Your assignment: Please output exactly the part of the records below that opens with the line containing "NodeId(index)" and closes with the line containing "let Some(prev) = prev", both lines included, and nothing else.

.....

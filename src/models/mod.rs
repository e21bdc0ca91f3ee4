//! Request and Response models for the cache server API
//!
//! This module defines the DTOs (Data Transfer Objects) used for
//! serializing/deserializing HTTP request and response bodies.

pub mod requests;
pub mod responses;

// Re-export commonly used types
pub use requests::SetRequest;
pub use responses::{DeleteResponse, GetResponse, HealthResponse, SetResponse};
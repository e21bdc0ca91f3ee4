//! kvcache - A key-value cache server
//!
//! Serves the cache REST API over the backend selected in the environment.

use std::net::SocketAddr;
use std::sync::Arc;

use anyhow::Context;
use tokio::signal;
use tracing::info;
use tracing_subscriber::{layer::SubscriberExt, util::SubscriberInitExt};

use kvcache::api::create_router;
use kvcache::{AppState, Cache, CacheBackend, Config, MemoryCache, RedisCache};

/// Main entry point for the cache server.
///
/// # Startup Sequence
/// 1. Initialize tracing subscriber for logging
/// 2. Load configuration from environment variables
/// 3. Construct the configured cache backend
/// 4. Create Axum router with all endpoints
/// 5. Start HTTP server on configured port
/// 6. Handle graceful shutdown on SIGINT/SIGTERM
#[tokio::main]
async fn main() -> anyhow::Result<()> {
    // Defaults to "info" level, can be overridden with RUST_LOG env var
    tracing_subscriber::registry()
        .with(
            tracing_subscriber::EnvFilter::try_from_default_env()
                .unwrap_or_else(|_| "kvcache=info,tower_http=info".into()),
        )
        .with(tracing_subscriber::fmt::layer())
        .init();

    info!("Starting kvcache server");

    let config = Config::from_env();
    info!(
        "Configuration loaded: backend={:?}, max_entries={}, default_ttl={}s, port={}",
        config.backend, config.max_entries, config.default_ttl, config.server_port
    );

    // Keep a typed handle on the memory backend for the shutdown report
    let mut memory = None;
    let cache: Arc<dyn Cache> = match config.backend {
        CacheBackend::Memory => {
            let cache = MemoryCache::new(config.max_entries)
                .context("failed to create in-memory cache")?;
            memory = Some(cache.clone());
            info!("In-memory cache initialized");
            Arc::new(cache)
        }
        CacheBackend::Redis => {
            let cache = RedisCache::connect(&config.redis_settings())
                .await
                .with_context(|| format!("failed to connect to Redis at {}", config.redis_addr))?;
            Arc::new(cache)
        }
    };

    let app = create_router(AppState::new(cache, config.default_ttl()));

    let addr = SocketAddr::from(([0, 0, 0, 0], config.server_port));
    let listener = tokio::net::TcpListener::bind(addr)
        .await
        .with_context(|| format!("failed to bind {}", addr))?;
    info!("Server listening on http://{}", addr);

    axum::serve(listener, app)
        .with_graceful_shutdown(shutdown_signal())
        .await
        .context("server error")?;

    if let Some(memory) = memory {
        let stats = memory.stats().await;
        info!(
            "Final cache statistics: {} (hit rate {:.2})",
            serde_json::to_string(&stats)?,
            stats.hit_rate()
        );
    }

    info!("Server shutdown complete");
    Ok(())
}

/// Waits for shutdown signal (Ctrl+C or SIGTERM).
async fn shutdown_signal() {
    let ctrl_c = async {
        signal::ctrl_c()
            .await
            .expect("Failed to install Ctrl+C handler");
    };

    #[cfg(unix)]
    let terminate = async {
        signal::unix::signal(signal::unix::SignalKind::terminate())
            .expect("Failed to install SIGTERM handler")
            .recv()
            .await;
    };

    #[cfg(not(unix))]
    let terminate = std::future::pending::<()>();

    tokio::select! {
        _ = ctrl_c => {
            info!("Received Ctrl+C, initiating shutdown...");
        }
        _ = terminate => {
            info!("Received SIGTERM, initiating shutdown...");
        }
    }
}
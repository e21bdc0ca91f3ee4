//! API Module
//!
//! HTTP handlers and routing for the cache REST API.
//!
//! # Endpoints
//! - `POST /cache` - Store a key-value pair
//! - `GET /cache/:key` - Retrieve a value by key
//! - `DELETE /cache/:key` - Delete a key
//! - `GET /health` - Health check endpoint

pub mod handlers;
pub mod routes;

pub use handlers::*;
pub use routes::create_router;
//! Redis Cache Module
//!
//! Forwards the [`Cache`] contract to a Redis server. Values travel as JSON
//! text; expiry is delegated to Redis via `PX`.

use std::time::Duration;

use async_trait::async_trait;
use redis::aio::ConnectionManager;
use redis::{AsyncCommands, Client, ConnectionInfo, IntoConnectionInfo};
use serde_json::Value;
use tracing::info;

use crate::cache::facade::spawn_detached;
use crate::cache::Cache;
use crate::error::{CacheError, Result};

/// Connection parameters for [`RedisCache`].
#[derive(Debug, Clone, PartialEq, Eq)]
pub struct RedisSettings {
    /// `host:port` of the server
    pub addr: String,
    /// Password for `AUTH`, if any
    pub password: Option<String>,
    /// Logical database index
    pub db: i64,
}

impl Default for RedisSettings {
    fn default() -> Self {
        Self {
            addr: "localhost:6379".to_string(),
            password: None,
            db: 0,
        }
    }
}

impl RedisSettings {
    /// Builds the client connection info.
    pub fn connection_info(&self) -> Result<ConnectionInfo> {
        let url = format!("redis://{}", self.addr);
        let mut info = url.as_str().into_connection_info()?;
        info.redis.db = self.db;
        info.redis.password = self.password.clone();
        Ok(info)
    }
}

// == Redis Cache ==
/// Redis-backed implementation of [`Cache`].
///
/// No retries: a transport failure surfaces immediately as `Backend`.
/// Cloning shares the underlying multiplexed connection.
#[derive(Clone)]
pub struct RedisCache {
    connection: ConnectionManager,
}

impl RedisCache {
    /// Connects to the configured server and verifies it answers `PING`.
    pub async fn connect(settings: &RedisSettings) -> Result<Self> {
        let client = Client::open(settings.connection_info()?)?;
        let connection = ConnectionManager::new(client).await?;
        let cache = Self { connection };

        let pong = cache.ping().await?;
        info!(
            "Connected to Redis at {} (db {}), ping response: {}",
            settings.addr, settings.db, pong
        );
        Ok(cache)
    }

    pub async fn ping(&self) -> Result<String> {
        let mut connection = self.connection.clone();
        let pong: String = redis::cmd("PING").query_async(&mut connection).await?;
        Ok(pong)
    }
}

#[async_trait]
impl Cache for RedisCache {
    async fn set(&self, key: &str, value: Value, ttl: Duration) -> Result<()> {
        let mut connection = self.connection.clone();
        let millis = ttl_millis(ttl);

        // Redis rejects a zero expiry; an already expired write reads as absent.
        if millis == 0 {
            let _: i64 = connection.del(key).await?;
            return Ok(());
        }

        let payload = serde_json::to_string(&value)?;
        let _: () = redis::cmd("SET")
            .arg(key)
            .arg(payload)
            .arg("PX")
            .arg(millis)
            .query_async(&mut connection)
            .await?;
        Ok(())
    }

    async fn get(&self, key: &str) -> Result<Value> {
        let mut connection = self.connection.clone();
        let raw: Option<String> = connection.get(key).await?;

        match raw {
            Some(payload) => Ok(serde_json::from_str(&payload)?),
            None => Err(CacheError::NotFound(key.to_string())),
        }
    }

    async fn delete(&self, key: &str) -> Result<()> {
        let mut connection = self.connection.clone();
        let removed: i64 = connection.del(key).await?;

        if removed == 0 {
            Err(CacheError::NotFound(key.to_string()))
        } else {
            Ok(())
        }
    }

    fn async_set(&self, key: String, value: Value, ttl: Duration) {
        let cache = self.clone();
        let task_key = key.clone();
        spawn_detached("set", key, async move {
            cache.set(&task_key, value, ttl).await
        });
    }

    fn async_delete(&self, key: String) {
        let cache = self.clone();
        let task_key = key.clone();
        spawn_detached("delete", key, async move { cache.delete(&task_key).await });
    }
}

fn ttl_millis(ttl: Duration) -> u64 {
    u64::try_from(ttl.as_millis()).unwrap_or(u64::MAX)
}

.....

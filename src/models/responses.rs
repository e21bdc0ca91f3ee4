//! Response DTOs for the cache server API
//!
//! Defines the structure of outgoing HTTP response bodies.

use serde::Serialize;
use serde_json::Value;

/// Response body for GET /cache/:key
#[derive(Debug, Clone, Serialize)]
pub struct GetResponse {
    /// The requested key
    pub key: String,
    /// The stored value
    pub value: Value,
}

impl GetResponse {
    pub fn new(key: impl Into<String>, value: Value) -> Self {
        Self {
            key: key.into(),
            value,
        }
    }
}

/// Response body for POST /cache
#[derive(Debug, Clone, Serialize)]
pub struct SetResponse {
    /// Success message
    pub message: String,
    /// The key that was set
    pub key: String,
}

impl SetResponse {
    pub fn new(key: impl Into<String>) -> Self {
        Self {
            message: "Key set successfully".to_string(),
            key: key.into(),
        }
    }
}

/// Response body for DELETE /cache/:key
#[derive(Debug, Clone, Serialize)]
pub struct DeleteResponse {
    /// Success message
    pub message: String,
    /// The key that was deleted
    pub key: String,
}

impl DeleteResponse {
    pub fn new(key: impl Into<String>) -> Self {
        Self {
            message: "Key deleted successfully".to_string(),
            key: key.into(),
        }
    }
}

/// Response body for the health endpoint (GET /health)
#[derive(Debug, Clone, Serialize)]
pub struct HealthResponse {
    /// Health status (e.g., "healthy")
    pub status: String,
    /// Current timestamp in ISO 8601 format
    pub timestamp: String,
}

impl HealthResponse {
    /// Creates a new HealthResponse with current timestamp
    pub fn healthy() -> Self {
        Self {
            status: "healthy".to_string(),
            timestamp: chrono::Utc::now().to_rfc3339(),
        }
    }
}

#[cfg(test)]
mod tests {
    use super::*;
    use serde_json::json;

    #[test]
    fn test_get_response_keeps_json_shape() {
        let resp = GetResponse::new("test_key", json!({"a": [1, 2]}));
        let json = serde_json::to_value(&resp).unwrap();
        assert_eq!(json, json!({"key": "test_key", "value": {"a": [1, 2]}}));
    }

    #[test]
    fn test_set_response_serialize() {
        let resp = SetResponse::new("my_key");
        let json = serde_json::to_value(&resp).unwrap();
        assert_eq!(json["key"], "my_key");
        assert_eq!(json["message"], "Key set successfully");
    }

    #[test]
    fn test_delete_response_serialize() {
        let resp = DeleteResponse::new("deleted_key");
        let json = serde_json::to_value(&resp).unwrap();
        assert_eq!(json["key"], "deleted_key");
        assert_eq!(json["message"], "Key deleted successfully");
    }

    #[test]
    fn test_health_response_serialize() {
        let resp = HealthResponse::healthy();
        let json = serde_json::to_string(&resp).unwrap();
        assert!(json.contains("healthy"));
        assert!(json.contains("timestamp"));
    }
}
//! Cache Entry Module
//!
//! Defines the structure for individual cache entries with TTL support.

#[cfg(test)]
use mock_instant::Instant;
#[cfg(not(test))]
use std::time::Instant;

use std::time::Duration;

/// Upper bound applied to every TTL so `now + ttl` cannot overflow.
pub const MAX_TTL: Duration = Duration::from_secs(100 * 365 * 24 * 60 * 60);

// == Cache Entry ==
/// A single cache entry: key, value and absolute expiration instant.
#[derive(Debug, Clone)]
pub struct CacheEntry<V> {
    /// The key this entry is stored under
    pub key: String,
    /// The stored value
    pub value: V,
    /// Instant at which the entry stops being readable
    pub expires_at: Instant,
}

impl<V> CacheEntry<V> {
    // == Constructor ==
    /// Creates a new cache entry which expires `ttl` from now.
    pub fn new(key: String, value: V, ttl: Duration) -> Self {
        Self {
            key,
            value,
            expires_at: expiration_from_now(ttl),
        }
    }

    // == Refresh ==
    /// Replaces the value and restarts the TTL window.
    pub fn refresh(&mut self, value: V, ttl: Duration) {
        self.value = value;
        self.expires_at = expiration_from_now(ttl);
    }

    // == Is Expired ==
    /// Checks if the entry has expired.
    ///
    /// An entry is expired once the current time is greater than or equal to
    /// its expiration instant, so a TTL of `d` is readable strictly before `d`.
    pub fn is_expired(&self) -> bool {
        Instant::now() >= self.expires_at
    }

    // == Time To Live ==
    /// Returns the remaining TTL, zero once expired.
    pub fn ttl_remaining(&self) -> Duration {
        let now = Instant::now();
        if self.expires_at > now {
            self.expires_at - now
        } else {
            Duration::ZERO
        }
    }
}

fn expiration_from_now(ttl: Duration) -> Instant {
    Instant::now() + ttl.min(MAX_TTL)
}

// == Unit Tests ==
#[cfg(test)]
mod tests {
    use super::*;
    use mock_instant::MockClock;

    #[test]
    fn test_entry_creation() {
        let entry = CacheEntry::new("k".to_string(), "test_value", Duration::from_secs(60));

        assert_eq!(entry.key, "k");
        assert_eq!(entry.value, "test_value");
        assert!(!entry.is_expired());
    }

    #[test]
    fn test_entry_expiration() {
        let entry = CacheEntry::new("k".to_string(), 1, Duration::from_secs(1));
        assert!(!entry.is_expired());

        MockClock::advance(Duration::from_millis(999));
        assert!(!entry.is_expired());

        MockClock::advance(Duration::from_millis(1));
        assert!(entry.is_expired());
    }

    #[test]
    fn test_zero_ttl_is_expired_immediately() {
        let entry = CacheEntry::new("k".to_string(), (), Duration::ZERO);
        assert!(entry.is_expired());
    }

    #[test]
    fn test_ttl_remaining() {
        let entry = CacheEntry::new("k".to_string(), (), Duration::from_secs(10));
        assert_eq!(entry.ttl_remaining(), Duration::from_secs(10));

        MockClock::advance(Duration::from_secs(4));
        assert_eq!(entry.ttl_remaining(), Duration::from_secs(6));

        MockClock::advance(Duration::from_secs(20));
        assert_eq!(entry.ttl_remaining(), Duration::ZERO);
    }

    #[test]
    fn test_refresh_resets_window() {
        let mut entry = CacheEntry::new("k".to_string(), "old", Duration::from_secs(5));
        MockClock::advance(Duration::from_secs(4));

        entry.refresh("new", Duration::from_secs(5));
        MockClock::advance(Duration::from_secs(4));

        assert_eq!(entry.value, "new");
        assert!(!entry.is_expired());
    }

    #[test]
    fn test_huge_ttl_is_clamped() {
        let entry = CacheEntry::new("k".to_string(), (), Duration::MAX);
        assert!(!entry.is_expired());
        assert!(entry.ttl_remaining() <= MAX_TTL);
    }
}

.....

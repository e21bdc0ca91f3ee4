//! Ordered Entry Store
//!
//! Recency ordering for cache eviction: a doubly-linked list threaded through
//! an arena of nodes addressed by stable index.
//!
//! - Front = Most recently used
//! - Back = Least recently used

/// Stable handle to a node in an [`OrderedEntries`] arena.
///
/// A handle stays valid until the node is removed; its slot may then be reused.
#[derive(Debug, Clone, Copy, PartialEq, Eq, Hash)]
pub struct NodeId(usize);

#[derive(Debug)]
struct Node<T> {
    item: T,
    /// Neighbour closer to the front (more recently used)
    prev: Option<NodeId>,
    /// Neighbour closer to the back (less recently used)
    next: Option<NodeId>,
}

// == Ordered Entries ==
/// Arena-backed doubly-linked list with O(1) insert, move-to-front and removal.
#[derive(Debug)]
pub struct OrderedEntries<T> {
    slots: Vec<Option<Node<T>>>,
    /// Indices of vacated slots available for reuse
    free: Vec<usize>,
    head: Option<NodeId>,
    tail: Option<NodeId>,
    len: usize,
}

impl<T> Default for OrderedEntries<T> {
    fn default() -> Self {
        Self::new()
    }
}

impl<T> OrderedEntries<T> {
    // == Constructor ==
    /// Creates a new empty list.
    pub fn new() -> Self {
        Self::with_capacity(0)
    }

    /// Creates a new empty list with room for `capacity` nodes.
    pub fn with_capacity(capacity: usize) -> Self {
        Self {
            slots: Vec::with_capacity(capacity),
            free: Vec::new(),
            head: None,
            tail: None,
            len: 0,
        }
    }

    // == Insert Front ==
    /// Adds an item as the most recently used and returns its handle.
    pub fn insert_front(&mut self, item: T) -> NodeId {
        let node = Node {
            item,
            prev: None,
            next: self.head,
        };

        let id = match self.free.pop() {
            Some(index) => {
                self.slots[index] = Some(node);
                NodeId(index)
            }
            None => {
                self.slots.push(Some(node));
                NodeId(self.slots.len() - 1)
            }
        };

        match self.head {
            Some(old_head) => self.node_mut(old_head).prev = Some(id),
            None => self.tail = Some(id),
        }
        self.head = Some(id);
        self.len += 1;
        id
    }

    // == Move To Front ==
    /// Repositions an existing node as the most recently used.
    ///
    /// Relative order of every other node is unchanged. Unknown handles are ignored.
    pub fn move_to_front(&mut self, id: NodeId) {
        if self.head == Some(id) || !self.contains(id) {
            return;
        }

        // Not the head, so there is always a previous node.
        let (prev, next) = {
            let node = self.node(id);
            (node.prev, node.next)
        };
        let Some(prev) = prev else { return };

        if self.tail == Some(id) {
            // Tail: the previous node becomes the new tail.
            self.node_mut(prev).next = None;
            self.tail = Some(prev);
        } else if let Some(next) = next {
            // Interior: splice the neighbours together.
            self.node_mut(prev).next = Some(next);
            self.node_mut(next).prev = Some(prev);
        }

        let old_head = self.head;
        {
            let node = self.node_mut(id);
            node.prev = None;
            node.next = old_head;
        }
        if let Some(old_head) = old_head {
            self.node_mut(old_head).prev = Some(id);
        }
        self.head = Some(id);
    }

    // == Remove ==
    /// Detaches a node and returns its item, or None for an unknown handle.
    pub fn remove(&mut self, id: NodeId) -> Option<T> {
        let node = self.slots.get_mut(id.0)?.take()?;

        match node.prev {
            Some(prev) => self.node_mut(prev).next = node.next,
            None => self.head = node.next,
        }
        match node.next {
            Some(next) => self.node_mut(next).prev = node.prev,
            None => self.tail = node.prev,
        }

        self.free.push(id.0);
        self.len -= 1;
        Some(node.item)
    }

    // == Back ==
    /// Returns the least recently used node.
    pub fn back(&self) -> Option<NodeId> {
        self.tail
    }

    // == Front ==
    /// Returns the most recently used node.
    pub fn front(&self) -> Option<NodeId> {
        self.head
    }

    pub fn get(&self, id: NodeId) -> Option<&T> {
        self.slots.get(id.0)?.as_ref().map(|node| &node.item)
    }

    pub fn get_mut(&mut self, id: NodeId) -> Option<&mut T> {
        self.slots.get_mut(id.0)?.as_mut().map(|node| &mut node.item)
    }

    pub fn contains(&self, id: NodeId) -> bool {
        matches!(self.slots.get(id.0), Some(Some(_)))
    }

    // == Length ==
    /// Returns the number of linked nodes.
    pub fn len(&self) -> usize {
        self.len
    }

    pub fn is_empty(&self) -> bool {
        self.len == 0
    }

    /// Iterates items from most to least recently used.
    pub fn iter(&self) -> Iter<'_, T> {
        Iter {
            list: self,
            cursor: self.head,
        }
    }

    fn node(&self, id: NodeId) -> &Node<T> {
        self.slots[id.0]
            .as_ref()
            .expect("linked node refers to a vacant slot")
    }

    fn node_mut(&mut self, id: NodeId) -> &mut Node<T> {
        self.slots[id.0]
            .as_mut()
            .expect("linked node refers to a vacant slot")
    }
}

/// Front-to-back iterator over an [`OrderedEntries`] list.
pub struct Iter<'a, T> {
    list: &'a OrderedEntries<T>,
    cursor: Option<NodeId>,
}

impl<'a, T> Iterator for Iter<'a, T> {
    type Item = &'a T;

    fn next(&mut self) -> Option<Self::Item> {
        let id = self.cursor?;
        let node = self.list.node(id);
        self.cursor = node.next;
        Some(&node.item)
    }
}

.....

Task answer:
                NodeId(index)
            }
            None => {
                self.slots.push(Some(node));
                NodeId(self.slots.len() - 1)
            }
        };

        match self.head {
            Some(old_head) => self.node_mut(old_head).prev = Some(id),
            None => self.tail = Some(id),
        }
        self.head = Some(id);
        self.len += 1;
        id
    }

    // == Move To Front ==
    /// Repositions an existing node as the most recently used.
    ///
    /// Relative order of every other node is unchanged. Unknown handles are ignored.
    pub fn move_to_front(&mut self, id: NodeId) {
        if self.head == Some(id) || !self.contains(id) {
            return;
        }

        // Not the head, so there is always a previous node.
        let (prev, next) = {
            let node = self.node(id);
            (node.prev, node.next)
        };
        let Some(prev) = prev else { return };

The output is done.